Mientras las naciones africanas avanzan, Venezuela involuciona.

Luis Pedro España, uno de los investigadores de la ENCOVI 2019-2020 afirmó, en el momento de la presentación de los resultados del estudio, que los indicadores de pobreza mostrados por el mismo no eran propios de Venezuela sino de un país africano. Como consecuencia de estos resultados algunos analistas han hablado de la “africanización de Venezuela”, pero tal afirmación no toma en cuenta que la situación económica y social de los países africanos ha mejorado y no guarda similitud con el colapso económico y la crisis humanitaria que atraviesa nuestro país.

Zimbabue fue gobernado durante muchos años por un dictador senil, Robert Mugabe, quien mantuvo políticas similares a las del Socialismo del Siglo XXI impulsadas por el chavismo. Ello condujo a una situación de hiperinflación muy similar a la que atravesamos desde finales del 2017. Según un artículo de la revista The Economist, de inicios del 2016, el senil dictador decidió dolarizar la economía lo cual permitió controlar la hiperinflación e impulsar la economía del desventurado país africano.
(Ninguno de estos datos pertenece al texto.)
//! The view-level unit: one mounted map viewport.
//!
//! `MapViewport` owns the renderer handle and wires the controllers
//! together. The host calls [`MapViewport::render`] on every re-render and
//! forwards renderer events (`on_load`, `on_style_load`, `on_move_end`,
//! `on_idle`, `on_frame`). Each entry point is safe to call repeatedly:
//! unchanged inputs never repeat side effects.
//!
//! Ordering within one focus lifecycle:
//! attach → transition → settle → highlight → popup → consumption.

use foundation::ids::{MarkerId, PopupId};
use runtime::deferred::{DeferredQueue, Phase};
use runtime::frame::Frame;
use runtime::metrics::Metrics;
use tracing::{debug, info, trace, warn};

use crate::camera::{CameraPhase, FocusCamera, FocusRequest, FocusStep};
use crate::config::{MARKERS_SOURCE_ID, ViewportConfig};
use crate::focus::FocusConsumption;
use crate::guard::is_focusable;
use crate::marker::{Marker, ViewportCallbacks, ViewportProps};
use crate::popup::{PopupManager, PopupSync};
use crate::renderer::{MapRenderer, TransitionTag};
use crate::style::{StyleAttachment, StyleGeneration};

#[derive(Debug, Clone, PartialEq, Eq)]
enum Deferred {
    /// Retry anchor classification for this highlight.
    Anchor(MarkerId),
    RemovePopup(PopupId),
}

pub struct MapViewport<R: MapRenderer, C: ViewportCallbacks> {
    map: R,
    callbacks: C,
    config: ViewportConfig,
    mounted: bool,
    loaded: bool,
    generation: StyleGeneration,
    attachment: StyleAttachment,
    camera: FocusCamera,
    popup: PopupManager,
    focus: FocusConsumption,
    props: ViewportProps,
    /// Upstream highlight as of the last render.
    props_highlight: Option<MarkerId>,
    /// Effective highlight: upstream value, or a settle that upstream has
    /// not echoed back yet.
    highlight: Option<MarkerId>,
    markers_dirty: bool,
    markers_synced_for: Option<StyleGeneration>,
    deferred: DeferredQueue<Deferred>,
    metrics: Metrics,
}

impl<R: MapRenderer, C: ViewportCallbacks> MapViewport<R, C> {
    pub fn new(map: R, config: ViewportConfig, callbacks: C) -> Self {
        info!("mounting map viewport");
        Self {
            map,
            callbacks,
            config,
            mounted: true,
            loaded: false,
            generation: StyleGeneration::default(),
            attachment: StyleAttachment::new(),
            camera: FocusCamera::new(),
            popup: PopupManager::new(),
            focus: FocusConsumption::new(),
            props: ViewportProps::default(),
            props_highlight: None,
            highlight: None,
            markers_dirty: true,
            markers_synced_for: None,
            deferred: DeferredQueue::new(),
            metrics: Metrics::new(),
        }
    }

    pub fn map(&self) -> &R {
        &self.map
    }

    /// Direct renderer access for the host (e.g. to drive a simulated one).
    pub fn map_mut(&mut self) -> &mut R {
        &mut self.map
    }

    pub fn callbacks(&self) -> &C {
        &self.callbacks
    }

    pub fn config(&self) -> &ViewportConfig {
        &self.config
    }

    pub fn metrics(&self) -> &Metrics {
        &self.metrics
    }

    pub fn highlight(&self) -> Option<&MarkerId> {
        self.highlight.as_ref()
    }

    pub fn camera_phase(&self) -> &CameraPhase {
        self.camera.phase()
    }

    pub fn popup(&self) -> &PopupManager {
        &self.popup
    }

    pub fn style_generation(&self) -> StyleGeneration {
        self.generation
    }

    pub fn is_loaded(&self) -> bool {
        self.loaded
    }

    pub fn is_mounted(&self) -> bool {
        self.mounted
    }

    /// Unmounted and all deferred cleanup has run.
    pub fn is_torn_down(&self) -> bool {
        !self.mounted && self.deferred.is_empty()
    }

    /// Releases the renderer once teardown has completed.
    pub fn into_parts(self) -> (R, C) {
        (self.map, self.callbacks)
    }

    /// Applies a re-render of the host with `props`.
    pub fn render(&mut self, props: ViewportProps) {
        if !self.mounted {
            trace!("render after unmount ignored");
            return;
        }
        if props.markers != self.props.markers {
            self.markers_dirty = true;
        }
        self.props = props;

        if self.props.selection.highlighted_id != self.props_highlight {
            self.props_highlight = self.props.selection.highlighted_id.clone();
            self.highlight = self.props_highlight.clone();
        }

        self.converge();
        let focus_id = self.props.selection.focus_id.clone();
        if let Some(request) = self.focus.observe(focus_id.as_ref()) {
            self.dispatch_focus(request);
        }
        self.sync_popup();
    }

    /// The map finished its initial load.
    pub fn on_load(&mut self) {
        if !self.mounted || self.loaded {
            return;
        }
        debug!("map loaded");
        self.loaded = true;
        self.converge();
        self.sync_popup();
    }

    /// The renderer (re)loaded its style; everything attached before is gone.
    pub fn on_style_load(&mut self) {
        if !self.mounted {
            return;
        }
        self.generation = self.generation.next();
        self.metrics
            .set_gauge("style.generation", self.generation.0 as i64);
        debug!(generation = self.generation.0, "style generation advanced");
        self.converge();
        self.sync_popup();
    }

    /// The renderer went idle; a readiness signal like any other.
    pub fn on_idle(&mut self) {
        if !self.mounted {
            return;
        }
        self.converge();
        self.sync_popup();
    }

    /// A camera movement ended. `tag` is the tag of the transition that
    /// ended, `None` for user gestures.
    pub fn on_move_end(&mut self, tag: Option<TransitionTag>) {
        if !self.mounted {
            return;
        }
        if let Some(request) = self.camera.on_move_end(tag) {
            match self.props.marker(&request.target).cloned() {
                Some(marker) if is_focusable(&marker) => self.settle(&request, &marker),
                _ => {
                    debug!(target_id = %request.target, "focus target vanished during transition");
                    self.consume(&request);
                }
            }
        }
        // The highlighted point may have moved on screen.
        self.sync_popup();
    }

    /// An animation-frame boundary. Runs deferred work.
    pub fn on_frame(&mut self, frame: Frame) {
        for (_, task) in self.deferred.drain_phase(Phase::PrePaint) {
            match task {
                Deferred::Anchor(id) if self.mounted && self.highlight.as_ref() == Some(&id) => {
                    trace!(frame = frame.index, target_id = %id, "retrying popup anchor");
                    self.sync_popup();
                }
                Deferred::Anchor(id) => {
                    trace!(frame = frame.index, target_id = %id, "dropping stale anchor retry");
                }
                Deferred::RemovePopup(handle) => self.remove_popup(handle),
            }
        }
        for (_, task) in self.deferred.drain_phase(Phase::PostFrame) {
            if let Deferred::RemovePopup(handle) = task {
                self.remove_popup(handle);
            }
        }
    }

    pub fn on_marker_click(&mut self, id: &MarkerId) {
        if !self.mounted {
            return;
        }
        self.highlight = Some(id.clone());
        self.callbacks.on_highlight(Some(id));
        self.sync_popup();
    }

    pub fn on_map_click(&mut self) {
        if !self.mounted || self.highlight.is_none() {
            return;
        }
        self.clear_highlight();
    }

    pub fn on_popup_click(&mut self) {
        if !self.mounted {
            return;
        }
        let Some(id) = self.highlight.clone() else {
            return;
        };
        if self.props.selection.detail_id.as_ref() == Some(&id) {
            return;
        }
        self.callbacks.on_open_detail(&id);
    }

    /// The user closed the popup through the overlay itself.
    pub fn on_popup_closed(&mut self) {
        if !self.mounted {
            return;
        }
        self.popup.mark_closed();
        if self.highlight.is_some() {
            self.clear_highlight();
        }
    }

    /// Unmounts the view. Popup removal is scheduled for the next frame
    /// rather than performed inline; every later event is ignored.
    pub fn unmount(&mut self) {
        if !self.mounted {
            return;
        }
        info!("unmounting map viewport");
        self.mounted = false;
        self.focus.abandon();
        self.camera.reset();
        self.deferred
            .cancel_where(|task| matches!(task, Deferred::Anchor(_)));
        if let Some(handle) = self.popup.detach() {
            debug!(popup = handle.0, "popup removal scheduled");
            self.deferred
                .defer(Phase::PostFrame, Deferred::RemovePopup(handle));
        }
    }

    /// Attaches the style if needed. `true` when the map is attach-ready.
    fn attach_ready(&mut self) -> bool {
        let style_ready = self.map.is_style_loaded();
        let before = self.attachment.attached_generation();
        let ready = self.attachment.ensure_attached(
            &mut self.map,
            style_ready,
            self.generation,
            &self.config.style,
        );
        if ready {
            if before != Some(self.generation) {
                self.metrics.inc("style.attachments");
            }
            self.sync_marker_source();
        }
        ready
    }

    /// Runs everything that waits on readiness.
    fn converge(&mut self) {
        if !self.attach_ready() || !self.loaded {
            return;
        }
        if let Some(request) = self.focus.take_queued() {
            debug!(seq = request.seq, target_id = %request.target, "replaying queued focus");
            self.dispatch_focus(request);
        }
    }

    fn dispatch_focus(&mut self, request: FocusRequest) {
        if !self.focus.is_open(&request) {
            return;
        }
        if !self.loaded || !self.attach_ready() {
            self.park(request);
            return;
        }

        let Some(marker) = self.props.marker(&request.target).cloned() else {
            if self.props.markers.is_empty() {
                // Marker data has not arrived yet.
                self.park(request);
                return;
            }
            debug!(target_id = %request.target, "focus target unknown");
            if let Some(active) = self.camera.active_request().cloned() {
                self.camera.reset();
                self.metrics.inc("focus.superseded");
                self.consume(&active);
            }
            self.metrics.inc("focus.rejected");
            self.consume(&request);
            return;
        };

        let outcome = self.camera.focus(
            &mut self.map,
            request.clone(),
            &marker,
            self.props.header_height_px,
            &self.config,
        );
        if let Some(old) = outcome.superseded {
            self.metrics.inc("focus.superseded");
            self.consume(&old);
        }
        match outcome.step {
            FocusStep::Animating(_) => self.metrics.inc("camera.transitions"),
            FocusStep::Joined(_) => {}
            FocusStep::SettledInPlace => {
                self.metrics.inc("camera.skipped");
                self.settle(&request, &marker);
            }
            FocusStep::Rejected => {
                self.metrics.inc("focus.rejected");
                self.consume(&request);
            }
        }
    }

    fn park(&mut self, request: FocusRequest) {
        // A running transition belongs to an older request; it must not settle.
        if let Some(active) = self.camera.active_request().cloned() {
            debug!(seq = active.seq, target_id = %active.target, "transition superseded by parked focus");
            self.camera.reset();
            self.metrics.inc("focus.superseded");
            self.consume(&active);
        }
        if let Some(old) = self.focus.queue(request) {
            self.metrics.inc("focus.superseded");
            self.consume(&old);
        }
    }

    fn settle(&mut self, request: &FocusRequest, marker: &Marker) {
        debug!(target_id = %marker.id, "focus settled");
        self.metrics.inc("focus.settled");
        self.highlight = Some(marker.id.clone());
        self.callbacks.on_highlight(Some(&marker.id));
        self.sync_popup();
        self.consume(request);
    }

    fn consume(&mut self, request: &FocusRequest) {
        if self.focus.consume(request, &mut self.callbacks) {
            self.metrics.inc("focus.consumed");
        }
    }

    fn clear_highlight(&mut self) {
        self.highlight = None;
        self.callbacks.on_highlight(None);
        self.sync_popup();
    }

    fn sync_popup(&mut self) {
        if !self.mounted || !self.attachment.is_attached(self.generation) {
            return;
        }
        let marker = self
            .highlight
            .as_ref()
            .and_then(|id| self.props.marker(id))
            .cloned();
        let before = self.popup.constructed();
        let result = self.popup.sync(
            &mut self.map,
            marker.as_ref(),
            self.props.header_height_px,
            self.config.popup_offset_px,
        );
        if self.popup.constructed() > before {
            self.metrics.inc("popup.constructed");
        }

        if let (PopupSync::Deferred, Some(marker)) = (result, marker) {
            let already = self
                .deferred
                .contains(|task| task == &Deferred::Anchor(marker.id.clone()));
            if !already {
                self.deferred
                    .defer(Phase::PrePaint, Deferred::Anchor(marker.id));
            }
        }
    }

    fn sync_marker_source(&mut self) {
        if !self.markers_dirty && self.markers_synced_for == Some(self.generation) {
            return;
        }
        if !self.config.style.sources.iter().any(|s| s.id == MARKERS_SOURCE_ID) {
            return;
        }
        match self
            .map
            .set_source_data(MARKERS_SOURCE_ID, &self.props.markers)
        {
            Ok(()) => {
                trace!(count = self.props.markers.len(), "marker source updated");
                self.markers_dirty = false;
                self.markers_synced_for = Some(self.generation);
            }
            Err(err) => warn!("marker source update failed: {err}"),
        }
    }

    fn remove_popup(&mut self, handle: PopupId) {
        debug!(popup = handle.0, "removing popup overlay");
        self.map.remove_popup(handle);
        self.metrics.inc("popup.removed");
    }
}

impl<R: MapRenderer + std::fmt::Debug, C: ViewportCallbacks> std::fmt::Debug for MapViewport<R, C> {
    fn fmt(&self, f: &mut std::fmt::Formatter<'_>) -> std::fmt::Result {
        f.debug_struct("MapViewport")
            .field("map", &self.map)
            .field("mounted", &self.mounted)
            .field("loaded", &self.loaded)
            .field("generation", &self.generation)
            .field("camera", self.camera.phase())
            .field("highlight", &self.highlight)
            .finish_non_exhaustive()
    }
}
Ello, según la revista mencionada colocó a Zimbabue, a inicios del 2016, en una situación económica mejor que la de Venezuela, cuyo gobierno no tomó ninguna medida para enfrentar el flagelo inflacionario, el cual se agravó de finales del 2017 en adelante, agudizando el proceso de empobrecimiento que ha caracterizado a nuestro país en los últimos años.

Sudáfrica, el país de Nelson Mandela, posee una  economía diversificada la cual fue muy afectada por las sanciones económicas que se aplicaron al país durante la época del apartheid, pero una vez que éste finalizó y se inició la democracia la situación mejoró progresivamente.  Es exportadora de productos minerales y agrícolas. Posee además una actividad turística importante y es el país más industrializado de África. Sus niveles de industrialización y lo diversificado de su economía la colocaron como la economía de mayor tamaño del continente africano, pero en años recientes fue desplazada por Nigeria. Su producto interno bruto rondó los 420 mil millones de dólares en el 2012 para descender a 351 mil millones de dólares en el 2019, lo cual es cinco veces el PIB de Venezuela, a pesar de tener una población ligeramente mayor a la de nuestro país. La inflación anual oscila entre 2 y 3% anual.  Los gobiernos democráticos que sucedieron al apartheid emprendieron una política social de apoyo a los más vulnerables, constituidos en su mayoría por la población de raza negra. Gracias a ello su tasa de pobreza disminuyó y se ubicó, en el 2015, en 18,8 %, según el Banco Mundial, muy lejos de la desorbitada tasa de 96,5% de Venezuela.

Nigeria fue un Estado fallido hace varios años, sin embargo las elites gobernantes han tomado decisiones que han posibilitado un resurgimiento de la economía. En primer lugar el gobierno del país africano renegoció su deuda con el Club de Paris. También emprendió reformas que moderaron la inflación, la cual en el año 2019 se ubicó en 11%, que es una cifra elevada pero muy lejos de la hiperinflación que atenaza a la economía venezolana. La pobreza afecta a la mitad  de la población, según el Banco Mundial, es una cifra elevada pero muy por debajo de la pobreza de nuestro país estimada en 96% por ENCOVI. La producción petrolera nigeriana está en manos de compañías transnacionales. Las elites nigerianas han tenido el cuidado de mantener la misma en manos del capital extranjero, lo cual les ha permitido acceso a capital y tecnología. Las compañías han incrementado el nivel de producción, el cual asciende a 2 millones de barriles diarios. También son exportadores de cacao y películas. La dimensión de la economía nigeriana, medida por el PIB, ha crecido a tal nivel que ha desplazado a Sudáfrica como la mayor economía del continente africano. Mientras las elites nigerianas han tomado decisiones que han impulsado la economía e incrementado el tamaño de la misma, la inacción del régimen venezolano ha provocado un colapso económico que ha disminuido el tamaño de la economía venezolana, hasta representar una cuarta parte del que tenía cuando comenzó el gobierno de Maduro.

Hablar de la “africanización de Venezuela” ante esta realidad no es muy acertado, pues las naciones africanas han tomado decisiones en política económica y social que las han hecho avanzar, alejándolas del caos económico que atenaza a Venezuela en la actualidad.